:: Records to process ::
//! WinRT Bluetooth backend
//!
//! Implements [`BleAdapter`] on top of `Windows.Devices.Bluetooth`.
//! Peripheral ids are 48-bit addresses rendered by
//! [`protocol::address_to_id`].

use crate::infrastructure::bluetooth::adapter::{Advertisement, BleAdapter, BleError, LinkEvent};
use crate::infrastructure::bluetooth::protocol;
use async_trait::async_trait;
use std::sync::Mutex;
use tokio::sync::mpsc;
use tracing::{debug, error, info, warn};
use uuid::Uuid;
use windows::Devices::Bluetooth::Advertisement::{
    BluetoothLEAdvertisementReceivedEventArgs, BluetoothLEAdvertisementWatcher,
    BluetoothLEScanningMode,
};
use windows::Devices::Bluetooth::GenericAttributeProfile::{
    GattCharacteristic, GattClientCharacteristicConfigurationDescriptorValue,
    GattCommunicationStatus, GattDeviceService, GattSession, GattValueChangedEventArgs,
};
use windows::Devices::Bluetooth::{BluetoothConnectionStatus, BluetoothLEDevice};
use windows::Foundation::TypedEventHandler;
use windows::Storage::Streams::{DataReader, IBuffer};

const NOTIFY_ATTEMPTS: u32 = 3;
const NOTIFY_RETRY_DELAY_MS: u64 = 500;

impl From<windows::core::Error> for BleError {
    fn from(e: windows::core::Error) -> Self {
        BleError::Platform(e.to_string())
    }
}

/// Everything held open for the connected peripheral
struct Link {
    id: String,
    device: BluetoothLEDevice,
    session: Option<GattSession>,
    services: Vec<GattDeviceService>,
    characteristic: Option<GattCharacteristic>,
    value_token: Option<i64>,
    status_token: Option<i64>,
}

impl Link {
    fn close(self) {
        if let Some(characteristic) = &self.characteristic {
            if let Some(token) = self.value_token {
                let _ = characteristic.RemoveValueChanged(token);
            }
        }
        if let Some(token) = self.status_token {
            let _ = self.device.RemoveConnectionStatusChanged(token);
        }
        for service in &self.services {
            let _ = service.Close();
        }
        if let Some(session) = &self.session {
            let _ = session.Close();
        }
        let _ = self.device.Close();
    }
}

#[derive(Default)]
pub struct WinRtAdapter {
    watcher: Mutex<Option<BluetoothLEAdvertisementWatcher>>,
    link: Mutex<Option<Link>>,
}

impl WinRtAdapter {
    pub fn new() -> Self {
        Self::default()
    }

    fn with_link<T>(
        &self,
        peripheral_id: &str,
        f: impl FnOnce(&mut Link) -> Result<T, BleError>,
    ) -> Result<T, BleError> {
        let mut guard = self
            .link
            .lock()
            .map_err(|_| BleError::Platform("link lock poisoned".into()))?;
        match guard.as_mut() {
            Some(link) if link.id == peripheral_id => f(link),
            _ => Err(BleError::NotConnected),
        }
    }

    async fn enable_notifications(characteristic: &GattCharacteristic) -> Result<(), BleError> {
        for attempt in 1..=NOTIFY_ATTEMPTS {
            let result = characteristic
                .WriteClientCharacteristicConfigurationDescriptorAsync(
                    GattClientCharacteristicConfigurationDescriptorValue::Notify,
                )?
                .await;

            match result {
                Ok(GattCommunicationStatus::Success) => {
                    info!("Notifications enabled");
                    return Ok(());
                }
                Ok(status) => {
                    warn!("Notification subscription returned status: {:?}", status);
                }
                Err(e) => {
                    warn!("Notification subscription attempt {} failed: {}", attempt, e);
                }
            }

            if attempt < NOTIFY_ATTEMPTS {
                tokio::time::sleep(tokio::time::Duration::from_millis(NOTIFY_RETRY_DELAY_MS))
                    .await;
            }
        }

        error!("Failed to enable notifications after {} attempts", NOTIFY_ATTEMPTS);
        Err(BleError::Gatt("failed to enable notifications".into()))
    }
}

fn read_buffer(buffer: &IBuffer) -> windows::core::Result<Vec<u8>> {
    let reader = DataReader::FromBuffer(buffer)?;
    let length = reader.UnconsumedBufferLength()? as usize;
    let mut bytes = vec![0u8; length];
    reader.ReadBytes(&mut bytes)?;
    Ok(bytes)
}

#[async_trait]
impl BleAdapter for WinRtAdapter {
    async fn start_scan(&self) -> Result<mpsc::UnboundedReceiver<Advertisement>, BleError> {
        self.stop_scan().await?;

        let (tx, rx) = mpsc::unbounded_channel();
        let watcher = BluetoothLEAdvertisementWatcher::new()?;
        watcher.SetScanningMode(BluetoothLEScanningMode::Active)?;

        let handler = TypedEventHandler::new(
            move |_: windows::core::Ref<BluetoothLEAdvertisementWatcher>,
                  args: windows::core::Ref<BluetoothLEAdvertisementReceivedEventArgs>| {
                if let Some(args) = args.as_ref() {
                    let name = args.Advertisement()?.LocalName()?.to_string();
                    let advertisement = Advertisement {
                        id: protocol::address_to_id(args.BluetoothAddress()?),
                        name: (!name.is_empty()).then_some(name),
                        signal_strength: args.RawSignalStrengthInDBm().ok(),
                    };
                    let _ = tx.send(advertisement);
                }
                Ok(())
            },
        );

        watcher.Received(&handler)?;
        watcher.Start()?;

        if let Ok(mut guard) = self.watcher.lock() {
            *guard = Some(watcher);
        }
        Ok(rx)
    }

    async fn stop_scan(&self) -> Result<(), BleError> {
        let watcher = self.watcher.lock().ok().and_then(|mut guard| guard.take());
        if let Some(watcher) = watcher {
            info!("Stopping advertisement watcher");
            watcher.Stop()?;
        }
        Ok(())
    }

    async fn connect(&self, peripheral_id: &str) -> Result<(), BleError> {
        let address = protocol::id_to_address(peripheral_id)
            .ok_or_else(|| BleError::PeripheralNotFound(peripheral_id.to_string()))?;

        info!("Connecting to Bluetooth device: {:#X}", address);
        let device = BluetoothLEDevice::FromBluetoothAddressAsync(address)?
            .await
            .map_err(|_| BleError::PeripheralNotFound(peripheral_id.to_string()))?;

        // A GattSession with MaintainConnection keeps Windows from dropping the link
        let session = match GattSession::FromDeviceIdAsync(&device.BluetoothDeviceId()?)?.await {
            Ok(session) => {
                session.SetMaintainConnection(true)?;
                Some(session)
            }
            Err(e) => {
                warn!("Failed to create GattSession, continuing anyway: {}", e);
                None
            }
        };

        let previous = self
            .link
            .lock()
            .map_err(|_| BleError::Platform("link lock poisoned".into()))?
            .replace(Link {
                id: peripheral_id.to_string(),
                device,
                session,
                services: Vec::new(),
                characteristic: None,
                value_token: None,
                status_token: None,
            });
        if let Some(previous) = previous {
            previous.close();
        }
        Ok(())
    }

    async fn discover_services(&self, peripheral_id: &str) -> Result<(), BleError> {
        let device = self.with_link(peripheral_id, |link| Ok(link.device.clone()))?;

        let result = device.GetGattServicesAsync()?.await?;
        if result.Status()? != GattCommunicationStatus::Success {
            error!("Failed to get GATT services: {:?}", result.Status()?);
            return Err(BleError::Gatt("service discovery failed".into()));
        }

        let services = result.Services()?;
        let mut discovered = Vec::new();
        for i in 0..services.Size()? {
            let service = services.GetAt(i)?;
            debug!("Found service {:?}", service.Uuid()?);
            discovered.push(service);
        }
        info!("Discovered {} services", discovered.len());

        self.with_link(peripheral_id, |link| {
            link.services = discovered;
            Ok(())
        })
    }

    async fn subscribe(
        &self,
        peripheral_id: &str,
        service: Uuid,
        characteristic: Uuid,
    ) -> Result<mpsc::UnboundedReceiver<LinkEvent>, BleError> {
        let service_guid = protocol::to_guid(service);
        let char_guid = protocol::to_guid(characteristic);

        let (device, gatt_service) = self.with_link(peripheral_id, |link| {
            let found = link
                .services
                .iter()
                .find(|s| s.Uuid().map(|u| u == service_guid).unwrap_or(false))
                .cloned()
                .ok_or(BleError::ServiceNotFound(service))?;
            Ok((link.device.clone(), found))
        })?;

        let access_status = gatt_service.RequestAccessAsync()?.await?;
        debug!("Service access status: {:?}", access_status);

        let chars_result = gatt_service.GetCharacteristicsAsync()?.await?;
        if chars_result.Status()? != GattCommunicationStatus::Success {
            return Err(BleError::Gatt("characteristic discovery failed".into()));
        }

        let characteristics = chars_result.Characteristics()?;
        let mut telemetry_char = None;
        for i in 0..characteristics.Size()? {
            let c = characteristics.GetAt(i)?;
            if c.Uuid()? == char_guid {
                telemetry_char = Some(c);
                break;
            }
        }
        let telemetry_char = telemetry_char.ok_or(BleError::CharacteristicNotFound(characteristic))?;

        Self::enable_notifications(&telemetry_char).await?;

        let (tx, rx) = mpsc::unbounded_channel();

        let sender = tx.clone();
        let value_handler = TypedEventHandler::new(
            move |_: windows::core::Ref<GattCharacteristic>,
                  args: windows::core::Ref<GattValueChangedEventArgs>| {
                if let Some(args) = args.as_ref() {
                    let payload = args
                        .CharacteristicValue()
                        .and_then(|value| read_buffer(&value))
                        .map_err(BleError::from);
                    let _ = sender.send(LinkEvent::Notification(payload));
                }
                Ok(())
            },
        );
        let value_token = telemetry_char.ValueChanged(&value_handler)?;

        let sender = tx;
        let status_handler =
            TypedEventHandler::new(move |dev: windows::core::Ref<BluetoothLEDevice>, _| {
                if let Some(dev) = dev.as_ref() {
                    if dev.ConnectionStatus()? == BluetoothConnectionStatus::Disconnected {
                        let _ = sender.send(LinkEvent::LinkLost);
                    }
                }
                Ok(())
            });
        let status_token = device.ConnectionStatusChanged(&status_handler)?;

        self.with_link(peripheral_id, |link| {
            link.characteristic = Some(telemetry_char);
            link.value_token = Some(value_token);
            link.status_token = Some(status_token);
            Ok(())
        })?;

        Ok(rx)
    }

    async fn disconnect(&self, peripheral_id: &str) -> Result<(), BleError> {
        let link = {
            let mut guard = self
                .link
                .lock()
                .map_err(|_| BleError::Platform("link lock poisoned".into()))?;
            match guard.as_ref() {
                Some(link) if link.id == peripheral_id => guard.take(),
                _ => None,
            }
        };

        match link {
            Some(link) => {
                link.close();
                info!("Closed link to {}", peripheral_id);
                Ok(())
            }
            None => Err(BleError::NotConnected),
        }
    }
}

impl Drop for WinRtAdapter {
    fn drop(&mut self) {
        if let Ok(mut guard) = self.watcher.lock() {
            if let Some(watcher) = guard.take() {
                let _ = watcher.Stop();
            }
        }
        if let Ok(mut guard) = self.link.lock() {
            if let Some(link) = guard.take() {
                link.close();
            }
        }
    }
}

==

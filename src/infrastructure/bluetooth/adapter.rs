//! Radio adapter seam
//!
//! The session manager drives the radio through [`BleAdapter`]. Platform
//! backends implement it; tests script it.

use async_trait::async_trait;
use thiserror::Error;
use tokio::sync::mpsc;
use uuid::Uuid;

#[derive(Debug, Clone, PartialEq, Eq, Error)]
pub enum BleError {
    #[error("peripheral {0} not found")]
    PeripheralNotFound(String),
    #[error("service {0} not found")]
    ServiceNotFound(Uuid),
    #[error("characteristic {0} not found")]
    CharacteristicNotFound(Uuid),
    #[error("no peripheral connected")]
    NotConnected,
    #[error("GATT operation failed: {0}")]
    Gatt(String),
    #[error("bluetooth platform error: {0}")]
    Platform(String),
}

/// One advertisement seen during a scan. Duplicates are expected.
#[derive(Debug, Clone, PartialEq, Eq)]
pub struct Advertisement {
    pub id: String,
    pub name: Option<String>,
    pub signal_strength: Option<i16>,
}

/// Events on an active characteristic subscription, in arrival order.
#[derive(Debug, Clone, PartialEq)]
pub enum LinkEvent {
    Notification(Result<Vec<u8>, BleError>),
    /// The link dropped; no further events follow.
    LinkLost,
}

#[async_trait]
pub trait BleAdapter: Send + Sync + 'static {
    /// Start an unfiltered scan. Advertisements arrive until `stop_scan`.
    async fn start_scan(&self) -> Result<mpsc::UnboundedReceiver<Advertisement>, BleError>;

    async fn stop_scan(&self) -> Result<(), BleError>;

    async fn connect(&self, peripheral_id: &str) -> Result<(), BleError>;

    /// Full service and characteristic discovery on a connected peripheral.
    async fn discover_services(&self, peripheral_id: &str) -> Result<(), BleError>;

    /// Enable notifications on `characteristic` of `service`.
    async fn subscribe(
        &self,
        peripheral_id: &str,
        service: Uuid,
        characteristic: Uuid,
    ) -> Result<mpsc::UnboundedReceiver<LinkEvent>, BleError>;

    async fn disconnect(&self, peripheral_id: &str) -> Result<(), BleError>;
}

:: Task instructions ::
How many lines of the material above contain the string "BluetoothConnectionStatus"? Answer with the number only.

:: Exercise solution ::
2